I Am Pilgrim(51)
I looked up at him – wondering what he and Marcie, a couple struggling to get by in Manhattan, must have felt when they drove up the endless drive of my childhood home, past the ornamental lake and the stables, and stopped at what has been described as one of the ten most beautiful houses in the country. Coincidentally, Bradley answered my question. ‘We never knew houses like that existed in America,’ he said quietly.
The current owner, a well-known corporate raider, told them that both the elderly Murdochs were dead. ‘“I heard they only had one kid,” he said. “No, I have no idea what became of him. Must be loaded, that’s all I can say.”’
The next day, the two investigators searched the registry of deaths and found the entries for Bill and Grace. ‘We even spoke to a few people who’d been at both funerals,’ Bradley said. ‘They all told us Scott wasn’t at either one of ’em.’
It was obvious from his tone he thought that was the strangest part of all, but I had no intention of telling him that I would have done everything possible to attend Bill’s funeral – if only I had known about it.
I think Bradley knew he had hit a nerve, but I figured he was a decent man because he didn’t pursue it. Instead he told me that, by then, they were confident Scott Murdoch was their man. ‘Two days later, we knew for sure.’
Apparently, he and Marcie had sent my social security number – or at least the one I had at Caulfield Academy and Harvard – to Washington for extensive checking. They wanted to know where it was issued, had it ever been replaced and a list of other details which might give a clue to Dr Murdoch’s whereabouts. When the answer came back it was alarmingly brief: no such number had ever been issued.

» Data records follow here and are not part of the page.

use std::collections::BTreeSet;
use std::sync::Arc;

use chrono::{DateTime, Utc};
use tracing::{error, info, warn};

use super::classifier::classify;
use super::error::Error;
use super::job::{short_message, TrackerSyncJob};
use super::run_store_op;
use super::scheduler::{JobFailure, SchedulerKind};
use super::types::{
    BatchSize, SkipReason, SyncErrorKind, SyncOutcome, SyncRunSummary, TrackerResult,
    TrackerStatus,
};
use crate::clock::Clock;
use crate::remote::ClientRegistry;
use crate::reporting::{ErrorReporter, Severity};
use crate::server::monitoring::SYNC_METRICS;
use crate::store::{
    get_tracker_by_name, list_trackers, record_error_for_pending_watches, reset_watches,
    CheckResult, TransactionalStore, Tracker,
};

/// Runs tracker jobs for a set of trackers and aggregates their results.
#[derive(Clone)]
pub struct SyncOrchestrator {
    store: Arc<dyn TransactionalStore>,
    registry: Arc<ClientRegistry>,
    reporter: Arc<dyn ErrorReporter>,
    clock: Arc<dyn Clock>,
}

impl SyncOrchestrator {
    pub fn new(
        store: Arc<dyn TransactionalStore>,
        registry: Arc<ClientRegistry>,
        reporter: Arc<dyn ErrorReporter>,
        clock: Arc<dyn Clock>,
    ) -> Self {
        Self {
            store,
            registry,
            reporter,
            clock,
        }
    }

    /// Synchronizes the named trackers, or every tracker when `tracker_names` is empty.
    ///
    /// Inactive and unknown trackers are skipped. A job that fails as a whole is classified,
    /// reported and recorded against every watch of its tracker still pending in this run;
    /// the remaining jobs are unaffected.
    pub async fn run_all(
        &self,
        tracker_names: &[String],
        batch_size_override: Option<BatchSize>,
        scheduler_kind: SchedulerKind,
    ) -> Result<SyncRunSummary, Error> {
        let started_at = self.clock.now();
        let names = tracker_names.to_vec();
        let trackers = run_store_op(&self.store, move |scope| list_trackers(scope, &names)).await?;

        let mut results = Vec::new();
        let found: BTreeSet<&str> = trackers.iter().map(|tracker| tracker.name.as_str()).collect();
        for name in tracker_names {
            if !found.contains(name.as_str()) {
                warn!(event = "tracker_not_found", tracker = %name, "skipping unknown tracker");
                results.push(TrackerResult {
                    tracker: name.clone(),
                    status: TrackerStatus::Skipped {
                        reason: SkipReason::NotFound,
                    },
                });
            }
        }

        let (active, inactive): (Vec<Tracker>, Vec<Tracker>) =
            trackers.into_iter().partition(|tracker| tracker.active);
        for tracker in inactive {
            info!(
                event = "tracker_inactive",
                tracker = %tracker.name,
                "skipping inactive tracker"
            );
            results.push(TrackerResult {
                tracker: tracker.name,
                status: TrackerStatus::Skipped {
                    reason: SkipReason::Inactive,
                },
            });
        }

        let job = TrackerSyncJob::new(
            Arc::clone(&self.store),
            Arc::clone(&self.registry),
            Arc::clone(&self.reporter),
            Arc::clone(&self.clock),
        )
        .with_batch_size_override(batch_size_override);

        let mut scheduler = scheduler_kind.build::<Result<SyncOutcome, Error>>();
        for tracker in &active {
            let job = job.clone();
            let tracker = tracker.clone();
            scheduler.submit(Box::pin(async move { job.run(&tracker).await }));
        }

        for report in scheduler.run_all().await {
            let Some(tracker) = active.get(report.index) else {
                continue;
            };
            let status = match report.result {
                Ok(Ok(outcome)) => TrackerStatus::Completed(outcome),
                Ok(Err(err)) => {
                    let kind = classify(&err);
                    self.settle_failure(tracker, started_at, kind, &err.to_string(), &short_message(&err))
                        .await
                }
                Err(failure) => {
                    let message = match failure {
                        JobFailure::Panicked(message) => format!("tracker job panicked: {message}"),
                        JobFailure::Lost => "tracker job was lost by its worker".to_string(),
                    };
                    self.settle_failure(tracker, started_at, SyncErrorKind::Unknown, &message, &message)
                        .await
                }
            };
            results.push(TrackerResult {
                tracker: tracker.name.clone(),
                status,
            });
        }

        results.sort_by(|left, right| left.tracker.cmp(&right.tracker));
        let summary = SyncRunSummary { trackers: results };

        if let Some(metrics) = SYNC_METRICS.get() {
            metrics.observe_run(&summary, self.clock.now().timestamp());
        }

        info!(
            event = "sync_run_summary",
            trackers = summary.trackers.len(),
            completed = summary.completed(),
            failed = summary.failed(),
            skipped = summary.skipped(),
            summary = %serde_json::to_string(&summary).unwrap_or_default(),
            "sync run finished"
        );

        Ok(summary)
    }

    /// Forgets every check of `tracker_name` and synchronizes it serially from scratch.
    pub async fn force_full_resync(
        &self,
        tracker_name: &str,
        batch_size_override: Option<BatchSize>,
    ) -> Result<SyncRunSummary, Error> {
        let name = tracker_name.to_string();
        let tracker = run_store_op(&self.store, move |scope| get_tracker_by_name(scope, &name))
            .await?
            .ok_or_else(|| Error::UnknownTracker(tracker_name.to_string()))?;

        let tracker_id = tracker.id;
        let reset = run_store_op(&self.store, move |scope| reset_watches(scope, tracker_id)).await?;
        info!(
            event = "tracker_watches_reset",
            tracker = %tracker.name,
            watches = reset,
            "reset watches for full resync"
        );

        self.run_all(&[tracker.name], batch_size_override, SchedulerKind::Serial)
            .await
    }

    /// Reports a whole-tracker failure and records it on the tracker's pending watches.
    async fn settle_failure(
        &self,
        tracker: &Tracker,
        started_at: DateTime<Utc>,
        kind: SyncErrorKind,
        detail: &str,
        message: &str,
    ) -> TrackerStatus {
        let report_id = self.reporter.report(
            Severity::Error,
            kind,
            &format!("tracker {} failed to synchronize", tracker.name),
            &[
                ("tracker", tracker.name.clone()),
                ("tracker_kind", tracker.kind.clone()),
                ("error", detail.to_string()),
            ],
        );
        warn!(
            event = "tracker_sync_failed",
            tracker = %tracker.name,
            kind = %kind,
            report_id = %report_id,
            error = detail,
            "tracker job failed"
        );

        let tracker_id = tracker.id;
        let now = self.clock.now();
        let recorded_report_id = report_id.clone();
        let message = message.to_string();
        let watches_recorded = match run_store_op(&self.store, move |scope| {
            record_error_for_pending_watches(
                scope,
                tracker_id,
                started_at,
                now,
                &CheckResult::failure(kind, &recorded_report_id, &message),
            )
        })
        .await
        {
            Ok(recorded) => recorded,
            Err(err) => {
                error!(
                    event = "tracker_failure_record_failed",
                    tracker = %tracker.name,
                    error = %err,
                    "could not record tracker failure on pending watches"
                );
                0
            }
        };

        TrackerStatus::Failed {
            kind,
            report_id,
            watches_recorded,
        }
    }
}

I sat in silence. Some back-office idiot in The Division had screwed up monumentally. I knew instantly what had happened. Years ago when I took on a new identity, ready to go into the field for the first time, a special team had eliminated my old name and history. They closed bank accounts, cancelled credit cards and expunged passports – sanitizing anything that would tie a covert agent back into his former identity. The agent was supposed to have drifted off overseas, like many young people do, and disappeared.
One of the clean-up team – either overzealous or poorly supervised – must have decided it would be even more effective to eliminate my former social security number. They could have told social security I had died, they could have let the number lie fallow, they could have done a hundred different things, but the one thing they should never have done was ask for it to be eliminated.
That mistake led to the situation I was now facing – a kid in Connecticut had an identifying number that, according to the government now, had never been issued. You didn’t have to be Bradley to work out something strange was going on.
‘I figured to have a social security number vanish into a black hole, it had to be done by the CIA or something like that,’ the cop said. It confirmed what he had started to suspect: although many details were altered in the book, the cases it dealt with were from the secret world.
An evening which had started out as a pleasant rendezvous with a pliant doctor had turned into a disaster and was rapidly getting worse – the book had led Bradley to Scott Murdoch and convinced him that he was the same person as Jude Garrett. Now he knew what sort of work I did.
But how bad was it really? I asked myself. Very bad, the agent in me replied. I figured this might be my last night in Paris.
With no time to waste, I spoke to him with a quiet ruthlessness. ‘Time’s short, Lieutenant. Answer me this. So you think Garrett is a spy – but the man could have been anywhere in the world. What made you look in Europe?’
‘The school,’ he said.
The school? How the hell would Caulfield Academy know I had been stationed in Europe?
‘When we visited the campus, some of the faculty remembered him. Weird kid, they said, refused to speak in class but brilliant with languages – especially French and German. If he was working for some black government agency, I figured they wouldn’t send him to South America, would they?’
‘Maybe not,’ I answered, ‘but there are 740 million people in Europe and you end up in Paris? Come on – someone told you where to find him, didn’t they?’
That was every agent’s real nightmare. Betrayal, either accidental or deliberate, was what killed most of us. The cop stared, disgusted anyone would think that his abilities were so limited. ‘It was a damn lot harder than a tip-off.’
He said that after months of searching for Scott Murdoch, and convinced that the guy was working for an intelligence agency, he realized he had to look for him under a different name. If Murdoch was a US covert agent, how would somebody like that enter a foreign country? He guessed that the best and safest method would be to assume the identity and job of a minor government employee – a junior trade analyst, a commercial attaché or something similar.